Each student in the group is responsible for ensuring that the entire group
understands the problem and its solution.
A single copy of the
solution will be submitted for the group.
Most weeks I will assign 10-20 homework problems from the text, which will be collected and graded.
The list of problems assigned so far is available on the course website.
I will announce in class when a new assignment is posted.
Tentative Exam Schedule:
Exam 1: September 26
Exam 2: October 31
Exam 3: December 5
Final Exam Schedule:
Thursday December 19, 2:00pm - 4:30am.
You may use a simple 5-function calculator (with
addition,subtraction,multiplication, division, and roots) or
scientific calculators; but graphing calculators will not be
permitted. You may not use any other device such as a
phone or computer that has a calculator app.
Missing class is a very bad idea. Anyone who misses more than
25% of classes starting in week 2 may be removed from the course.
Emergency Evacuation Procedures: In the event of an emergency evacuation,
classes meeting in this building are directed to reassemble in the Chase Gymnasium so that all persons can be accounted for.
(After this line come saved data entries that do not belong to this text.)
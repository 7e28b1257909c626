// API module - read-only status snapshots served over HTTP

pub mod rest;

use serde::{Deserialize, Serialize};
use std::net::Ipv4Addr;
use std::time::Duration;

use crate::interface::{Interface, Interfaces};
use crate::kernel::KernEntry;
use crate::rdisc::DiscoveredRouter;
use crate::routes::{Prefix, RouteEntry};

/// One route table entry as shown to operators
#[derive(Debug, Clone, Serialize)]
pub struct RouteView {
    pub prefix: Prefix,
    pub gateway: Ipv4Addr,
    pub router: Ipv4Addr,
    pub metric: u8,
    pub tag: u16,
    pub interface: Option<String>,
    pub state: Vec<String>,
    /// Seconds since the active path was last heard
    pub age: u64,
    pub spares: Vec<SpareView>,
    pub hold_down: bool,
}

#[derive(Debug, Clone, Serialize)]
pub struct SpareView {
    pub gateway: Ipv4Addr,
    pub metric: u8,
    pub age: u64,
}

impl RouteView {
    pub fn new(rt: &RouteEntry, ifs: &Interfaces, now: Duration) -> Self {
        let active = rt.active();
        RouteView {
            prefix: rt.prefix,
            gateway: active.gate,
            router: active.router,
            metric: active.metric,
            tag: active.tag,
            interface: active
                .ifc
                .and_then(|i| ifs.get(i))
                .map(|i| i.name.clone()),
            state: rt.state.names(),
            age: now.saturating_sub(active.time).as_secs(),
            spares: rt.spares[1..]
                .iter()
                .filter(|s| !s.is_empty())
                .map(|s| SpareView {
                    gateway: s.gate,
                    metric: s.metric,
                    age: now.saturating_sub(s.time).as_secs(),
                })
                .collect(),
            hold_down: rt.in_hold_down(now),
        }
    }
}

/// Everything the status API can show, taken between event loop wake-ups
#[derive(Debug, Clone, Serialize)]
pub struct StatusSnapshot {
    pub hostname: String,
    /// RFC 3339 time the snapshot was taken
    pub timestamp: String,
    pub supplier: bool,
    pub update_seqno: u32,
    /// Router discovery's current default router
    pub default_router: Option<Ipv4Addr>,
    /// Alternate paths still usable for failover
    pub live_spares: usize,
    pub routes: Vec<RouteView>,
    pub kernel: Vec<KernEntry>,
    pub routers: Vec<DiscoveredRouter>,
    pub interfaces: Vec<Interface>,
}

impl Default for StatusSnapshot {
    fn default() -> Self {
        StatusSnapshot {
            hostname: String::new(),
            timestamp: chrono::Utc::now().to_rfc3339(),
            supplier: false,
            update_seqno: 0,
            default_router: None,
            live_spares: 0,
            routes: Vec::new(),
            kernel: Vec::new(),
            routers: Vec::new(),
            interfaces: Vec::new(),
        }
    }
}

impl StatusSnapshot {
    /// Longest prefix match over the snapshot's routes
    pub fn covering_route(&self, addr: Ipv4Addr) -> Option<&RouteView> {
        let host = u32::from(addr);
        self.routes
            .iter()
            .filter(|r| r.prefix.contains(host))
            .max_by_key(|r| r.prefix.mask.count_ones())
    }
}

#[derive(Debug, Serialize, Deserialize)]
pub struct ErrorResponse {
    pub error: String,
    pub message: String,
}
Complete details of the College's emergency evacuation, shelter-in-place, and other emergency procedures can be found at
ADA (American with Disabilities Act):
Students Diagnosed with a Disability, all individuals who are
diagnosed with a disability are protected under the Americans with Disabilities Act, and Section 504 of the
Rehabilitation Act of 1973. As such, you may be entitled to certain accommodations within this class. If you
are diagnosed with a disability, please make and appointment to meet with Student Disability Services, 209
Alumni Hall, ext. 2137. All students with the necessary supporting documentation will be provided appropriate
accommodations as determined by the SDS Office.